--- EXERCISE INPUT Enclosed Below ---

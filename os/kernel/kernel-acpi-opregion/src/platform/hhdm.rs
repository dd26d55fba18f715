use super::{pci_config, ports};
use core::ptr::NonNull;
use kernel_acpi::{AccessWidth, PciAddress, Platform, RegionError};

/// Start of the higher-half direct map in the kernel's address space layout.
pub const DEFAULT_HHDM_BASE: u64 = 0xffff_8880_0000_0000;

/// Size of the x86 I/O port space.
const IO_SPACE_SIZE: u64 = 0x1_0000;

/// A range of I/O ports handed out for a `SystemIO` region.
///
/// Every access is checked against the range before a port is touched.
#[derive(Debug, Copy, Clone, PartialEq, Eq)]
pub struct PortWindow {
    base: u16,
    len: u32,
}

impl PortWindow {
    /// # Errors
    /// [`RegionError::Platform`] if `[base, base + len)` leaves the port space.
    pub fn new(base: u64, len: u64) -> Result<Self, RegionError> {
        const OUTSIDE: RegionError = RegionError::Platform("port range outside I/O space");

        if base.checked_add(len).is_none_or(|end| end > IO_SPACE_SIZE) {
            return Err(OUTSIDE);
        }
        Ok(Self {
            base: u16::try_from(base).map_err(|_| OUTSIDE)?,
            len: u32::try_from(len).map_err(|_| OUTSIDE)?,
        })
    }

    #[inline]
    #[must_use]
    pub const fn base(&self) -> u16 {
        self.base
    }

    #[inline]
    #[must_use]
    pub const fn len(&self) -> u32 {
        self.len
    }

    #[inline]
    #[must_use]
    pub const fn is_empty(&self) -> bool {
        self.len == 0
    }

    /// Port for an access of `width` bytes at `offset` into the window.
    ///
    /// # Errors
    /// [`RegionError::Platform`] if the access does not fit into the window.
    pub fn port_for(&self, offset: u64, width: AccessWidth) -> Result<u16, RegionError> {
        const OUTSIDE: RegionError = RegionError::Platform("port access outside mapped range");

        let end = offset.checked_add(u64::from(width.bytes()));
        if end.is_none_or(|end| end > u64::from(self.len)) {
            return Err(OUTSIDE);
        }
        let offset = u16::try_from(offset).map_err(|_| OUTSIDE)?;
        self.base.checked_add(offset).ok_or(OUTSIDE)
    }
}

/// Host platform for kernels with a higher-half direct map (HHDM).
///
/// Physical memory is already mapped at `hhdm_base + pa`, so mapping a
/// region is address arithmetic and unmapping is a no-op.
#[derive(Debug, Copy, Clone, PartialEq, Eq)]
pub struct HhdmPlatform {
    hhdm_base: u64,
}

impl HhdmPlatform {
    #[must_use]
    pub const fn new(hhdm_base: u64) -> Self {
        Self { hhdm_base }
    }

    #[inline]
    #[must_use]
    pub const fn hhdm_base(&self) -> u64 {
        self.hhdm_base
    }
}

impl Default for HhdmPlatform {
    fn default() -> Self {
        Self::new(DEFAULT_HHDM_BASE)
    }
}

impl Platform for HhdmPlatform {
    type IoHandle = PortWindow;

    fn map(&self, phys: u64, len: usize) -> Option<NonNull<u8>> {
        let end = phys.checked_add(u64::try_from(len).ok()?)?;
        self.hhdm_base.checked_add(end)?;
        let va = self.hhdm_base + phys;
        NonNull::new(va as *mut u8)
    }

    unsafe fn unmap(&self, _virt: NonNull<u8>, _len: usize) {
        // The direct map is permanent.
    }

    fn io_map(&self, base: u64, len: u64) -> Result<Self::IoHandle, RegionError> {
        PortWindow::new(base, len)
    }

    fn io_unmap(&self, _handle: Self::IoHandle) {}

    fn io_read(
        &self,
        handle: &Self::IoHandle,
        offset: u64,
        width: AccessWidth,
    ) -> Result<u64, RegionError> {
        let port = handle.port_for(offset, width)?;
        // SAFETY: the port lies inside a range firmware declared as SystemIO.
        unsafe {
            match width {
                AccessWidth::Byte => Ok(u64::from(ports::inb(port))),
                AccessWidth::Word => Ok(u64::from(ports::inw(port))),
                AccessWidth::DWord => Ok(u64::from(ports::inl(port))),
                AccessWidth::QWord => Err(RegionError::InvalidArgument),
            }
        }
    }

    #[allow(clippy::cast_possible_truncation)]
    fn io_write(
        &self,
        handle: &Self::IoHandle,
        offset: u64,
        width: AccessWidth,
        value: u64,
    ) -> Result<(), RegionError> {
        let port = handle.port_for(offset, width)?;
        // SAFETY: the port lies inside a range firmware declared as SystemIO.
        unsafe {
            match width {
                AccessWidth::Byte => ports::outb(port, value as u8),
                AccessWidth::Word => ports::outw(port, value as u16),
                AccessWidth::DWord => ports::outl(port, value as u32),
                AccessWidth::QWord => return Err(RegionError::InvalidArgument),
            }
        }
        Ok(())
    }

    fn pci_read(
        &self,
        address: PciAddress,
        offset: u64,
        width: AccessWidth,
    ) -> Result<u64, RegionError> {
        // SAFETY: region handlers run at CPL0 with AML execution serialized.
        unsafe { pci_config::read(address, offset, width) }
    }

    fn pci_write(
        &self,
        address: PciAddress,
        offset: u64,
        width: AccessWidth,
        value: u64,
    ) -> Result<(), RegionError> {
        // SAFETY: region handlers run at CPL0 with AML execution serialized.
        unsafe { pci_config::write(address, offset, width, value) }
    }
}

--- End of Enclosed EXERCISE INPUT ---

§ WHAT IS EXPECTED:
Bring together all lines in the records where the word "usize" is found.

§ ANSWER FOR THIS EXERCISE:
    fn map(&self, phys: u64, len: usize) -> Option<NonNull<u8>> {
    unsafe fn unmap(&self, _virt: NonNull<u8>, _len: usize) {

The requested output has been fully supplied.